▶ **Try it**
Could you print exactly the lines of the listing below, starting at the line that has "repository d534782c5d0577f7" and ending at the line that has "let spec = spec.into();", and only those lines?

┄┄┄┄┄┄┄┄┄┄┄┄┄┄┄┄┄┄┄┄

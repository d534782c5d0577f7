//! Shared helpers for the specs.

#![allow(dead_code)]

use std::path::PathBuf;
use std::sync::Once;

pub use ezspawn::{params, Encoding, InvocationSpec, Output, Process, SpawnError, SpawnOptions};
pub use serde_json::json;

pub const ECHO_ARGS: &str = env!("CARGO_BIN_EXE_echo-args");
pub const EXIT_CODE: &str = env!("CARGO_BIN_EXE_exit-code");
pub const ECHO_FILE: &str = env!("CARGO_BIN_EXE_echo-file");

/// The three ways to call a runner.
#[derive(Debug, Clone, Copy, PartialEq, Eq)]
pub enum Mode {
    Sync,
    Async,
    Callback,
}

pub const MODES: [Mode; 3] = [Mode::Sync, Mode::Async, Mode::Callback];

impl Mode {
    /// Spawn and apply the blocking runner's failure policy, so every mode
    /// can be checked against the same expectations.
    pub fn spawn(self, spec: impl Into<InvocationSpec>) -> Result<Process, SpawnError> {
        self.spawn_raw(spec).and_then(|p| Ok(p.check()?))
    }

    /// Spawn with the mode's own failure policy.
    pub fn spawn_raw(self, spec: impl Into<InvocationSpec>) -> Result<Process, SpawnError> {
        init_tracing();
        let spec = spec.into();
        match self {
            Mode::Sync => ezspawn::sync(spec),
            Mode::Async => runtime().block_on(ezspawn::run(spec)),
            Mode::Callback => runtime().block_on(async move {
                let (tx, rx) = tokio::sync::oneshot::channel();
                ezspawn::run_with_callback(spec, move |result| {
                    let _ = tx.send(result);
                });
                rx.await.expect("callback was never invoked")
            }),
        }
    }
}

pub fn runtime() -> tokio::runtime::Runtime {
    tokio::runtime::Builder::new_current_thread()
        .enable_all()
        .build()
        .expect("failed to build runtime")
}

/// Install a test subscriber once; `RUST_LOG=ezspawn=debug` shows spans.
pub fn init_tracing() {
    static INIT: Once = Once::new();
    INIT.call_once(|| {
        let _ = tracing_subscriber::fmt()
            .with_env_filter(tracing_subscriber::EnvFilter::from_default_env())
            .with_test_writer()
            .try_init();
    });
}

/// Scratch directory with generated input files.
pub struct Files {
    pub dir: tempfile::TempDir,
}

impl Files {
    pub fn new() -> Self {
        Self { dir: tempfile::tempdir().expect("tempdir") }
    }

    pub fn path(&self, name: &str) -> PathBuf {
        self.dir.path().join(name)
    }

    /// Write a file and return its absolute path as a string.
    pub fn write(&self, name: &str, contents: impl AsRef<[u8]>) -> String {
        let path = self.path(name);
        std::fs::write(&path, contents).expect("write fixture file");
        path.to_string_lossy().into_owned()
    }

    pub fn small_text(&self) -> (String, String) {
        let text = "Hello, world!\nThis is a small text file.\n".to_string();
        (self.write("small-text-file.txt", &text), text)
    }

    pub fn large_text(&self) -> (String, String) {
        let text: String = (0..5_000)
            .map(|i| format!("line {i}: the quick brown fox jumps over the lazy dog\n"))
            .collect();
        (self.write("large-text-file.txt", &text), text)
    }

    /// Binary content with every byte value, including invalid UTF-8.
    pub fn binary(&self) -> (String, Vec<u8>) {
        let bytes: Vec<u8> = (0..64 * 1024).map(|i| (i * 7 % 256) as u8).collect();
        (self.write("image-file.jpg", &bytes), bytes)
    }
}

┄┄┄┄┄┄┄┄┄┄┄┄┄┄┄┄┄┄┄┄

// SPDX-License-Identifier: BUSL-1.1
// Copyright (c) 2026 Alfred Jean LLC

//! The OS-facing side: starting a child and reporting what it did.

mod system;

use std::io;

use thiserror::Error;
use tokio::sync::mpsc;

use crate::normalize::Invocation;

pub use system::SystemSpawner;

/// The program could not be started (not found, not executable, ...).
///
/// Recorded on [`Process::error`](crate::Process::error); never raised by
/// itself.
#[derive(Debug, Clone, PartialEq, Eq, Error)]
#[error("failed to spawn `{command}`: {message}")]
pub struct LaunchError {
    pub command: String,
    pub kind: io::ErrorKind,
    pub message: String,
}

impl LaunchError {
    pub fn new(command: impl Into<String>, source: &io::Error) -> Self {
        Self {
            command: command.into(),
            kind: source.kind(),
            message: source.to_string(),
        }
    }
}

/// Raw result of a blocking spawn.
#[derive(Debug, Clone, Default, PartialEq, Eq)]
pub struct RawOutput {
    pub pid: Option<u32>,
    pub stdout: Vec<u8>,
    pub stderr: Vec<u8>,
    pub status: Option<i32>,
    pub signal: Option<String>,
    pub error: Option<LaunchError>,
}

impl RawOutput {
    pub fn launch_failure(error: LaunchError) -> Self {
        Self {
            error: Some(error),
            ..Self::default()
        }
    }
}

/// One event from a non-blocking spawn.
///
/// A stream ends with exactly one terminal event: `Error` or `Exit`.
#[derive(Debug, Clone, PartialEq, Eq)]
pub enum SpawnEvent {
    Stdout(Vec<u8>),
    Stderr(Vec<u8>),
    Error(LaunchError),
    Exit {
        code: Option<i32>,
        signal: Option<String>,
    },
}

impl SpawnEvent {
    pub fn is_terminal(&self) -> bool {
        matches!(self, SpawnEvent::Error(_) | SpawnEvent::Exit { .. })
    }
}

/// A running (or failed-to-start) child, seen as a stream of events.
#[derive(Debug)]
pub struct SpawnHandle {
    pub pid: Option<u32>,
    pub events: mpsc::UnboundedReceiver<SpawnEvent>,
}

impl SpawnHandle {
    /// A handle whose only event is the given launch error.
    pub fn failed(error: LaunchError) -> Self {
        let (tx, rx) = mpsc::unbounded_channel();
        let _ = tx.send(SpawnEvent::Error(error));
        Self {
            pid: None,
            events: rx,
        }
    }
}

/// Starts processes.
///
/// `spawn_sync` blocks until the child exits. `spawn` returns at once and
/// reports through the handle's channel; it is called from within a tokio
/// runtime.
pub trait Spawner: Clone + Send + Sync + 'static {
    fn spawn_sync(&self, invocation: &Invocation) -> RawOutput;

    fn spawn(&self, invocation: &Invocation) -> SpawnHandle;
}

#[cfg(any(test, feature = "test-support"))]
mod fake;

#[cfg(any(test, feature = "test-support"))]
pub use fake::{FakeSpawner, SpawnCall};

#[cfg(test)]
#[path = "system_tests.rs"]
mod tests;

┄┄┄┄┄┄┄┄┄┄┄┄┄┄┄┄┄┄┄┄

▶ **Answer space**
repository d534782c5d0577f7
//! Shared helpers for the specs.

#![allow(dead_code)]

use std::path::PathBuf;
use std::sync::Once;

pub use ezspawn::{params, Encoding, InvocationSpec, Output, Process, SpawnError, SpawnOptions};
pub use serde_json::json;

pub const ECHO_ARGS: &str = env!("CARGO_BIN_EXE_echo-args");
pub const EXIT_CODE: &str = env!("CARGO_BIN_EXE_exit-code");
pub const ECHO_FILE: &str = env!("CARGO_BIN_EXE_echo-file");

/// The three ways to call a runner.
#[derive(Debug, Clone, Copy, PartialEq, Eq)]
pub enum Mode {
    Sync,
    Async,
    Callback,
}

pub const MODES: [Mode; 3] = [Mode::Sync, Mode::Async, Mode::Callback];

impl Mode {
    /// Spawn and apply the blocking runner's failure policy, so every mode
    /// can be checked against the same expectations.
    pub fn spawn(self, spec: impl Into<InvocationSpec>) -> Result<Process, SpawnError> {
        self.spawn_raw(spec).and_then(|p| Ok(p.check()?))
    }

    /// Spawn with the mode's own failure policy.
    pub fn spawn_raw(self, spec: impl Into<InvocationSpec>) -> Result<Process, SpawnError> {
        init_tracing();
        let spec = spec.into();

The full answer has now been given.